▶ Goal of the exercise: In the listing below, find every line containing "hours" and copy it out.
Segment Open
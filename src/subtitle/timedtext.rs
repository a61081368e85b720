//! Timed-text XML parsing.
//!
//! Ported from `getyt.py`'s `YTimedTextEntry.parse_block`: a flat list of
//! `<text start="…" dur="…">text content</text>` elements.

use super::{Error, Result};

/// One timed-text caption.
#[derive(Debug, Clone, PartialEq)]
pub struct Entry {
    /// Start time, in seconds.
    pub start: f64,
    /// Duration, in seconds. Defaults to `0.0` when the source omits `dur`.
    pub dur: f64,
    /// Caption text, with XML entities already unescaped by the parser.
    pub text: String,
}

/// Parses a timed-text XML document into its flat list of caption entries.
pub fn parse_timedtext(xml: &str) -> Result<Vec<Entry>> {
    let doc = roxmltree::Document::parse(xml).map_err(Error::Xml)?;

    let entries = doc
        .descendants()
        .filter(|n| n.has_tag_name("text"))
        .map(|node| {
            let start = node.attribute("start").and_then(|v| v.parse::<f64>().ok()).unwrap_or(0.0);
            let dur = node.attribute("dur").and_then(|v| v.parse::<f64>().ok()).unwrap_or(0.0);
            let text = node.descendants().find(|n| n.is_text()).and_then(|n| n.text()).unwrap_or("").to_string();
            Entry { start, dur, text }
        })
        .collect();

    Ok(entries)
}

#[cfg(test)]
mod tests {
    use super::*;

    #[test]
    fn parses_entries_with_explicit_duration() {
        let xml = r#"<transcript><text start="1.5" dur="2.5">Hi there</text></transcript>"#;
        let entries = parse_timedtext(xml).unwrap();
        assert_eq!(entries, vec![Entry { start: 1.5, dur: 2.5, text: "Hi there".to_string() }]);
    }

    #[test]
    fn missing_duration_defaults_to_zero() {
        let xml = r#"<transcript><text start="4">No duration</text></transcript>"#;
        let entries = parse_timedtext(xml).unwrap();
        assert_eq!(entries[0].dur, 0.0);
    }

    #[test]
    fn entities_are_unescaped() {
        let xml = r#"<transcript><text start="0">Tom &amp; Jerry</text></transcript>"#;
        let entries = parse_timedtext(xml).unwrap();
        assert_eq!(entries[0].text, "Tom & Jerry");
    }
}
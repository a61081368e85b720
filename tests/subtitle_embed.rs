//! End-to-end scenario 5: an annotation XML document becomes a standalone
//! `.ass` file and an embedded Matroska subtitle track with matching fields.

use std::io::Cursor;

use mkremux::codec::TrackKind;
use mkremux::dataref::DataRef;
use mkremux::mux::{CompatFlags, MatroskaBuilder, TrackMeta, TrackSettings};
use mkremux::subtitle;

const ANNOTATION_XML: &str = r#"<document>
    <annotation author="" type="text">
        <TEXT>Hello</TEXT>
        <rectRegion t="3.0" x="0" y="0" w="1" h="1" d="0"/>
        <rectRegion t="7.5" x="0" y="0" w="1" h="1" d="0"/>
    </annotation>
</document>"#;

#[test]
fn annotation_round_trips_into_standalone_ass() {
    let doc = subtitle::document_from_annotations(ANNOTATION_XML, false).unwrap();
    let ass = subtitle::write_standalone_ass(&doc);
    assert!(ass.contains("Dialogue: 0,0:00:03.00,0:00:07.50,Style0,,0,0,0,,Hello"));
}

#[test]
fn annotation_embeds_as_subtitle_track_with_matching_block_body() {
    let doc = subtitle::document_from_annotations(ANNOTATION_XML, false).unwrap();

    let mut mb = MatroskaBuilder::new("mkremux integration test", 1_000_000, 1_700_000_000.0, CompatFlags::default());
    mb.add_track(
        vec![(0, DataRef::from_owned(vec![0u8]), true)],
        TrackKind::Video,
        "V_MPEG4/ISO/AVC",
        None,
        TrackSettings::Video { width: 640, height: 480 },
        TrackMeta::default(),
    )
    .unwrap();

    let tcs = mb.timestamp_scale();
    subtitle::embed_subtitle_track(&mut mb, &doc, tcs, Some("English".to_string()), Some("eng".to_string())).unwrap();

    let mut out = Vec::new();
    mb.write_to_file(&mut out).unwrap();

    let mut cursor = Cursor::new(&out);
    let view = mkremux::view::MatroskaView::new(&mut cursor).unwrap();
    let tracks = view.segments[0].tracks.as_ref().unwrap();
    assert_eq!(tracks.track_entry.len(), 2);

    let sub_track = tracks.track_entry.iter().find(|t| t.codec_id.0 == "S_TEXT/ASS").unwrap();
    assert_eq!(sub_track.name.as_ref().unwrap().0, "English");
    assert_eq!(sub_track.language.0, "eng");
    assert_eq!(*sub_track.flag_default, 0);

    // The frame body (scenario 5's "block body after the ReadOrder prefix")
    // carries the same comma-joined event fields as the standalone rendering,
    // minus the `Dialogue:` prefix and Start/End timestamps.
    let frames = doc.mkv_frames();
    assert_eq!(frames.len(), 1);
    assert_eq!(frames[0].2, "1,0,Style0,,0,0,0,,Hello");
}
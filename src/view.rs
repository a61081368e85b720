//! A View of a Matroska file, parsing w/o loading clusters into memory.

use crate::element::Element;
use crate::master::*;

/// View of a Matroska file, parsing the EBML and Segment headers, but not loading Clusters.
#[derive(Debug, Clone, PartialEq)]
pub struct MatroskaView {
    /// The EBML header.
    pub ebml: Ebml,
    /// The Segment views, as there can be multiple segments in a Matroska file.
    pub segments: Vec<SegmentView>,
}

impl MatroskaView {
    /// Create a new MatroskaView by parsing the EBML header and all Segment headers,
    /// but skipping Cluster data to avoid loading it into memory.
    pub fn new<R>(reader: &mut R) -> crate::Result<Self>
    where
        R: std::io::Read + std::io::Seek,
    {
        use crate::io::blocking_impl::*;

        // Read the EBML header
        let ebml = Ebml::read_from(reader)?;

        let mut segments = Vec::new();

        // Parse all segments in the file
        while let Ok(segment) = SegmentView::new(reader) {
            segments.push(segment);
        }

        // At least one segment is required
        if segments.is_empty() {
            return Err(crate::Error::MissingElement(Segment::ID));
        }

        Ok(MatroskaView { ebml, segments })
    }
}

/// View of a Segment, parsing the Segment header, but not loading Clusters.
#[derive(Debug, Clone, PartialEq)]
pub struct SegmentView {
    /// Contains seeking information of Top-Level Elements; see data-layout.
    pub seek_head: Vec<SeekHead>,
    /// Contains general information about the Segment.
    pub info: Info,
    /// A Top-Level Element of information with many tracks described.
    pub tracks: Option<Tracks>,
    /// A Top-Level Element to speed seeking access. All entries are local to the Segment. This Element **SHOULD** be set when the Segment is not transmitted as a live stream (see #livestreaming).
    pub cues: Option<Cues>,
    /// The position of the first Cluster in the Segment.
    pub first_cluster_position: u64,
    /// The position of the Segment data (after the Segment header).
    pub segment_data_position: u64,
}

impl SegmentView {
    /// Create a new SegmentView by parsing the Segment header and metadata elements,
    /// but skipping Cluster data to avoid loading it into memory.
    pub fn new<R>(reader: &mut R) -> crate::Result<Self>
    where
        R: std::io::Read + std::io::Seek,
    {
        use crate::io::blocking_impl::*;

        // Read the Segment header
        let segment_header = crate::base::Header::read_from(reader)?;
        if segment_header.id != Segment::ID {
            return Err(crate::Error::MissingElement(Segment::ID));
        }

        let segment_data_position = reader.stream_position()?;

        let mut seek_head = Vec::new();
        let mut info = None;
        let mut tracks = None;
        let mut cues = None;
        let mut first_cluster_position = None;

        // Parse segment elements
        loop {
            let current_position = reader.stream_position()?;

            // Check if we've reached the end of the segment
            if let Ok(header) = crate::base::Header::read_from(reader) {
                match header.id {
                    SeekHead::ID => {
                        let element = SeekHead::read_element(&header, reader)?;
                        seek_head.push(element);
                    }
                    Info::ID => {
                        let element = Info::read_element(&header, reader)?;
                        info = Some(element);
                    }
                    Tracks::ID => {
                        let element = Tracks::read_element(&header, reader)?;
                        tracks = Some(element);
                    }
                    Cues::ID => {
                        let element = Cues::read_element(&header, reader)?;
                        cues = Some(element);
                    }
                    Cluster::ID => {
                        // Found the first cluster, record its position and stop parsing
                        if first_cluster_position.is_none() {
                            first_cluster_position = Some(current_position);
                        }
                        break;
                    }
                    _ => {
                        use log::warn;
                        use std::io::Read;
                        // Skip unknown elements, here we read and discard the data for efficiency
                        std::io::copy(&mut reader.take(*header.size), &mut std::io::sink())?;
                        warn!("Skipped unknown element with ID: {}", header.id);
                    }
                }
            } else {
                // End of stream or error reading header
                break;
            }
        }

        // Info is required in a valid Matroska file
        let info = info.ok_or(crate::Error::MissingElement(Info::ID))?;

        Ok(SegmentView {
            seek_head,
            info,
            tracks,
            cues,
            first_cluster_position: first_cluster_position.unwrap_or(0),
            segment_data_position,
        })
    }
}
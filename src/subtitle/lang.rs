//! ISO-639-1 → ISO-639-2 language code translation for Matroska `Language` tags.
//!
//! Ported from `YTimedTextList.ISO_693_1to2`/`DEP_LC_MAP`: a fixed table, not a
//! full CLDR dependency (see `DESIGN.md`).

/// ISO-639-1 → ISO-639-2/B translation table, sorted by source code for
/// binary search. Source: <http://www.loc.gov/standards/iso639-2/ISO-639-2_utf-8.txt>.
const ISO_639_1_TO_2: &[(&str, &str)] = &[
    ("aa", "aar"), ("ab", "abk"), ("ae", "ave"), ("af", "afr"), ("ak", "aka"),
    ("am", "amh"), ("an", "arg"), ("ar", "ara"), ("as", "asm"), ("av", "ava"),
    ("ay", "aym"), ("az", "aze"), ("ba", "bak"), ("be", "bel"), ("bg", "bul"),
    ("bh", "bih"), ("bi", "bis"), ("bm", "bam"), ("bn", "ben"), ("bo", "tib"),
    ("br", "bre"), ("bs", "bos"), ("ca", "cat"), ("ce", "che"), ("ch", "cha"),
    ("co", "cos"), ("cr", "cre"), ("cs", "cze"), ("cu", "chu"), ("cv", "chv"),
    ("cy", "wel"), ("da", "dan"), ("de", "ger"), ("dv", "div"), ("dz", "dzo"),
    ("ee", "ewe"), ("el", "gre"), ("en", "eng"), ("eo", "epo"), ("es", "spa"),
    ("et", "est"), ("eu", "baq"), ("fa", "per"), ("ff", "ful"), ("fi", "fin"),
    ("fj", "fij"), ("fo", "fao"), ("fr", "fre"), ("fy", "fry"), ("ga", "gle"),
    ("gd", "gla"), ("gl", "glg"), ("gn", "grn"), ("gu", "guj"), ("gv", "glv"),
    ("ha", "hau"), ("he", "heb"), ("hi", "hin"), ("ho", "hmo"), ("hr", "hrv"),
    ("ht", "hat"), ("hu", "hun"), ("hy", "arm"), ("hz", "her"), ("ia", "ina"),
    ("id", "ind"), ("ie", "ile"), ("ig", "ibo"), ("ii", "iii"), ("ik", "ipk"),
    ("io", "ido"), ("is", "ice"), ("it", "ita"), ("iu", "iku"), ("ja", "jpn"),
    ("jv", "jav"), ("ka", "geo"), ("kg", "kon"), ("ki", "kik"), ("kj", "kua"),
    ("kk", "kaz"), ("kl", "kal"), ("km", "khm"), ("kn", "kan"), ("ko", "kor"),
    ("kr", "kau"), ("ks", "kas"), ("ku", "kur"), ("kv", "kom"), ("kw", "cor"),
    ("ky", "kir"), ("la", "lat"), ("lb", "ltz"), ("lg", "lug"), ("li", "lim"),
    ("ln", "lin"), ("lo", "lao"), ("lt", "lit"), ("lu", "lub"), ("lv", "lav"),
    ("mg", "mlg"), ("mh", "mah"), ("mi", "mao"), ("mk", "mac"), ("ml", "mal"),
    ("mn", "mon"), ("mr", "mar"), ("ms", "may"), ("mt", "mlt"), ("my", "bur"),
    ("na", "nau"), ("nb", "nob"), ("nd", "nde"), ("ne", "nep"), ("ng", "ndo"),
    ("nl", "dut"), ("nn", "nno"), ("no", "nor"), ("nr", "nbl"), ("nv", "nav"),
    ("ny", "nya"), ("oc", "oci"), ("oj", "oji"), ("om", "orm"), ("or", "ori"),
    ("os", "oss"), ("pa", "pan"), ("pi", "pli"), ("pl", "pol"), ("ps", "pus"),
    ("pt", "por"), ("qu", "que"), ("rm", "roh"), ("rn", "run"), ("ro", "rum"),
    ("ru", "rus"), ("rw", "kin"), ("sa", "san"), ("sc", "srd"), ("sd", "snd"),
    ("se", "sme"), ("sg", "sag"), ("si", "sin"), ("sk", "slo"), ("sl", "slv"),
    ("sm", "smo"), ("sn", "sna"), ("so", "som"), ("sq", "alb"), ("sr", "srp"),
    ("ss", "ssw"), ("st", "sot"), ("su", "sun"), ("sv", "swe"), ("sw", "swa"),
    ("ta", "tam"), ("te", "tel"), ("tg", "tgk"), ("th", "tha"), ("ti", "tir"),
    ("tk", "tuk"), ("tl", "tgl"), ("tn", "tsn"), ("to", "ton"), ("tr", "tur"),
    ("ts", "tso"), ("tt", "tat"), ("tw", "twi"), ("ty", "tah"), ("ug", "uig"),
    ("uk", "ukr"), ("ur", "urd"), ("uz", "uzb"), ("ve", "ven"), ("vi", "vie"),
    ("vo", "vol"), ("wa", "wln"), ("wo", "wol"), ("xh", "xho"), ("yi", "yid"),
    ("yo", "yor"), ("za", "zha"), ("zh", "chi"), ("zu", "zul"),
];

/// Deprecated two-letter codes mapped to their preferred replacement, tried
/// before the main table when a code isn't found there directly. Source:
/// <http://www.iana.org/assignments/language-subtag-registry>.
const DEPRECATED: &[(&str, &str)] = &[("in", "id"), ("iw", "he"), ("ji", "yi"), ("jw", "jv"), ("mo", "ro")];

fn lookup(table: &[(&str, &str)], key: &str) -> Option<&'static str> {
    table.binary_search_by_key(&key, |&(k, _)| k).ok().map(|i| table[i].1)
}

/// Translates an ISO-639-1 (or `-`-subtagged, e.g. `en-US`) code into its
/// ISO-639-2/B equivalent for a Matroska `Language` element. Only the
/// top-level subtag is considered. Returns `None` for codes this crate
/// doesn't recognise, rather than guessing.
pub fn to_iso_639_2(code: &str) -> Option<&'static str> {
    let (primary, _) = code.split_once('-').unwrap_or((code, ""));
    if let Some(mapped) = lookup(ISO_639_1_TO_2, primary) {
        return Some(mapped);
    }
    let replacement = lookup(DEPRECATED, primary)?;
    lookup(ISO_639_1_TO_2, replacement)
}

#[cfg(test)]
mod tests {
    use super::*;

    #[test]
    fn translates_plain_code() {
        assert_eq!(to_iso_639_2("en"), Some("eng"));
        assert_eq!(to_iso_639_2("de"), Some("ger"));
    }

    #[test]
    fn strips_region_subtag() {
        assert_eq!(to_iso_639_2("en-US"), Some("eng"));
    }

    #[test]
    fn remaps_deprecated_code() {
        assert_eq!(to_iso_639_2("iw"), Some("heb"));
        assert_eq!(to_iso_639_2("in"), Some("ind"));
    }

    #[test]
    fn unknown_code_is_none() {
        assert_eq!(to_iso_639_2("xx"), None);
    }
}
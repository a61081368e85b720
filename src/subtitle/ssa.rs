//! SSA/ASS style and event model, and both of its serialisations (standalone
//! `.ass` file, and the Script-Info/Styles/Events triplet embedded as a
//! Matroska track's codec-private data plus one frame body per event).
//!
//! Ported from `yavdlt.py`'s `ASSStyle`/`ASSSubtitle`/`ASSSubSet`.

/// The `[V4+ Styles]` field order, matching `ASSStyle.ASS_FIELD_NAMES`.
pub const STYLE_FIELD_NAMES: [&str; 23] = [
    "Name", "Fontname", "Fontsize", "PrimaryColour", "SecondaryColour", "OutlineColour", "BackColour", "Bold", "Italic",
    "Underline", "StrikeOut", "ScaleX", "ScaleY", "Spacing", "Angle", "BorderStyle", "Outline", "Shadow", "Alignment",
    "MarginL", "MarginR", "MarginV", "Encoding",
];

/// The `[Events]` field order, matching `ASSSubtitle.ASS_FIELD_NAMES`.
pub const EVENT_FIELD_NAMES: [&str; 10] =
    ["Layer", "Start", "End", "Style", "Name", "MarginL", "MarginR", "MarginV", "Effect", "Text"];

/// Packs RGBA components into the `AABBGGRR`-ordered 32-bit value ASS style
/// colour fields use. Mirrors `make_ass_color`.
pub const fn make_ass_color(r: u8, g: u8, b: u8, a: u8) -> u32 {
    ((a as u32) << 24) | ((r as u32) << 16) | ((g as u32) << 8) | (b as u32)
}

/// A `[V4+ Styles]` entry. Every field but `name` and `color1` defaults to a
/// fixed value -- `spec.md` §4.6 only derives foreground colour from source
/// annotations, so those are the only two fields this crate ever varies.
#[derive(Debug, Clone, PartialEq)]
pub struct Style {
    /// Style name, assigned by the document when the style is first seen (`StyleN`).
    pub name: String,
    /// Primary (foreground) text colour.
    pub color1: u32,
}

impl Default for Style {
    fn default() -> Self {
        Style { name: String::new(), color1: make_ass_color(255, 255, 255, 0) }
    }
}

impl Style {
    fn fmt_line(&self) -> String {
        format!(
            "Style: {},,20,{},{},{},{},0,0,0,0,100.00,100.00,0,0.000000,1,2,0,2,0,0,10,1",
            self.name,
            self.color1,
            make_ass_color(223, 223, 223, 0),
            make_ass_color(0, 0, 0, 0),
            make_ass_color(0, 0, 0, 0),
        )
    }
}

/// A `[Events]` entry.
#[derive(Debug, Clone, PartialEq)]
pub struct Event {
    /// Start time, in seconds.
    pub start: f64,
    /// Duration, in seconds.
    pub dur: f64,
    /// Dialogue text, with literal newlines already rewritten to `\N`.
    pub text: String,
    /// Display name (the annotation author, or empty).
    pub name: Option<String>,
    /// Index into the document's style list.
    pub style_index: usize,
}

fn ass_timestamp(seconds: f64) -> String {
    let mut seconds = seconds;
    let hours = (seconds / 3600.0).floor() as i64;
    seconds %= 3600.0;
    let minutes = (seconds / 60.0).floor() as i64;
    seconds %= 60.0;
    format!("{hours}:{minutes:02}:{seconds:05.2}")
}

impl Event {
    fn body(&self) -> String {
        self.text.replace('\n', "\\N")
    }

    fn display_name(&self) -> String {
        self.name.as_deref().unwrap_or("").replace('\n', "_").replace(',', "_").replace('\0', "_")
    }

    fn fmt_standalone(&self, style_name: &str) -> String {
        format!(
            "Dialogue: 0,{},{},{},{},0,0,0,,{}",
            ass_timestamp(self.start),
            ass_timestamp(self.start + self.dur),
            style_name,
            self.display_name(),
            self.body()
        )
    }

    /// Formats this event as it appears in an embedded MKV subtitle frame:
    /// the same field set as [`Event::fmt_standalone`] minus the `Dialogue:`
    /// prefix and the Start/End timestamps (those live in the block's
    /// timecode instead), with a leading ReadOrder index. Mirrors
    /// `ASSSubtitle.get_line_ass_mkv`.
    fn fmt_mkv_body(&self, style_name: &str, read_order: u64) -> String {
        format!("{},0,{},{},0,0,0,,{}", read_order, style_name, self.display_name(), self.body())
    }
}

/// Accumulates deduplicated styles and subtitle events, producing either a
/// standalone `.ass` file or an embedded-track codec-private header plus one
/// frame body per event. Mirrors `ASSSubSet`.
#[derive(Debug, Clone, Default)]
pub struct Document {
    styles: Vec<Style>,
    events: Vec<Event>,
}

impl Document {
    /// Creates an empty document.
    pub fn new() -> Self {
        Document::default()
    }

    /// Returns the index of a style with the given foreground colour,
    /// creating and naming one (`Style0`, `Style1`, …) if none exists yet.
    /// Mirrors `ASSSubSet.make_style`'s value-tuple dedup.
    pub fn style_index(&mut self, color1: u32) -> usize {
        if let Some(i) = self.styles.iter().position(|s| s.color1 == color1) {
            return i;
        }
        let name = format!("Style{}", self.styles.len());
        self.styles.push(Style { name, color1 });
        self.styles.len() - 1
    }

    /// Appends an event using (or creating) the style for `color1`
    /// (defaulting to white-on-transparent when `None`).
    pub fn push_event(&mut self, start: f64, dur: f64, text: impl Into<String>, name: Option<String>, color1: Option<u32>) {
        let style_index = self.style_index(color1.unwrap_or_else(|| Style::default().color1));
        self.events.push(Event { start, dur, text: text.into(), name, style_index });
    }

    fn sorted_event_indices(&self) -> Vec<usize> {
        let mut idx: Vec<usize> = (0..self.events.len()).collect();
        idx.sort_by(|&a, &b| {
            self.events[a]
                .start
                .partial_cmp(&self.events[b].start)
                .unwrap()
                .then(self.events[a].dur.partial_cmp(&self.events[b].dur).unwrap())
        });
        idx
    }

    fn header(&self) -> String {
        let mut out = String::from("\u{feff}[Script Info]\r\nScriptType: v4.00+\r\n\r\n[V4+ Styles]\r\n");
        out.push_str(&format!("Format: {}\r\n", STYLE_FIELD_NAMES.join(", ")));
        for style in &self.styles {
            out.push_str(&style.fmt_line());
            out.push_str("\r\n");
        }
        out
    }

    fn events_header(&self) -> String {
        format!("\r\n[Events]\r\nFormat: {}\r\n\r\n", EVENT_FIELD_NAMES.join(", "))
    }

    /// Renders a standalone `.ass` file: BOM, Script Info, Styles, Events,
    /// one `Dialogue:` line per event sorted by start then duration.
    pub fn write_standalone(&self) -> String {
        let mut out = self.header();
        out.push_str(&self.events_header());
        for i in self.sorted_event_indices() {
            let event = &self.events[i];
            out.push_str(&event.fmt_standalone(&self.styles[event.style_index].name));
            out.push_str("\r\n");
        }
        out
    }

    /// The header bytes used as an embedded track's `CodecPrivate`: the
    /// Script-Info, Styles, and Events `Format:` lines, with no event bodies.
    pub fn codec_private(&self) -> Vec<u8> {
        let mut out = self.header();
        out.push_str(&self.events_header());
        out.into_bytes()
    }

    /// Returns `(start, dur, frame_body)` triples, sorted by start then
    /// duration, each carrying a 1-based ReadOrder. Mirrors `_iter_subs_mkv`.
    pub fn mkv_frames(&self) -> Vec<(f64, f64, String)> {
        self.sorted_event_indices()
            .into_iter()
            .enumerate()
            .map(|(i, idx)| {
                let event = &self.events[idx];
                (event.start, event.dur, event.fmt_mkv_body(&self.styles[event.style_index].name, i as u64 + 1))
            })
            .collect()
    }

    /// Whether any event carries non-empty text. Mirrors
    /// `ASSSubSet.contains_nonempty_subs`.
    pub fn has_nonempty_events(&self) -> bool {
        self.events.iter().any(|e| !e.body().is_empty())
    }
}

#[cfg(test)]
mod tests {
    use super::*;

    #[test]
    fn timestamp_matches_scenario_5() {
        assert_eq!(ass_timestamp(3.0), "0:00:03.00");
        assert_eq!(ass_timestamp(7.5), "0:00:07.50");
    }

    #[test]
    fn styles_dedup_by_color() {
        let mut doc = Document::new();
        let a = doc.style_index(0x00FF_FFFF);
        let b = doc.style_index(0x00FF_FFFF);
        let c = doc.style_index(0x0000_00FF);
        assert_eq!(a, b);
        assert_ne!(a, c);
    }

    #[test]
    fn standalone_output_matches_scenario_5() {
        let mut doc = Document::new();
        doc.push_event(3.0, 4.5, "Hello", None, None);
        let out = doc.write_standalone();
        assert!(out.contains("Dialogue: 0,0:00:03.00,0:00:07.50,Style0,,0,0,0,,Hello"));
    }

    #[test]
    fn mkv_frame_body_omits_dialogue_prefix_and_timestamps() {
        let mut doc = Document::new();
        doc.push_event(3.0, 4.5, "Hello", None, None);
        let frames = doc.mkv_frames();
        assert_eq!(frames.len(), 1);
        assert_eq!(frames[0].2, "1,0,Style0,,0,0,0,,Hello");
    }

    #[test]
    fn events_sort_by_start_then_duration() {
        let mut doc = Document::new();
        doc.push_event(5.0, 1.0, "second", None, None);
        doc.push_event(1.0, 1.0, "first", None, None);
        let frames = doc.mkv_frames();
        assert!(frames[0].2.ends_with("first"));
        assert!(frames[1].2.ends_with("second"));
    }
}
Segment Closed
▶ Expected output:
    let hours = (seconds / 3600.0).floor() as i64;
    format!("{hours}:{minutes:02}:{seconds:05.2}")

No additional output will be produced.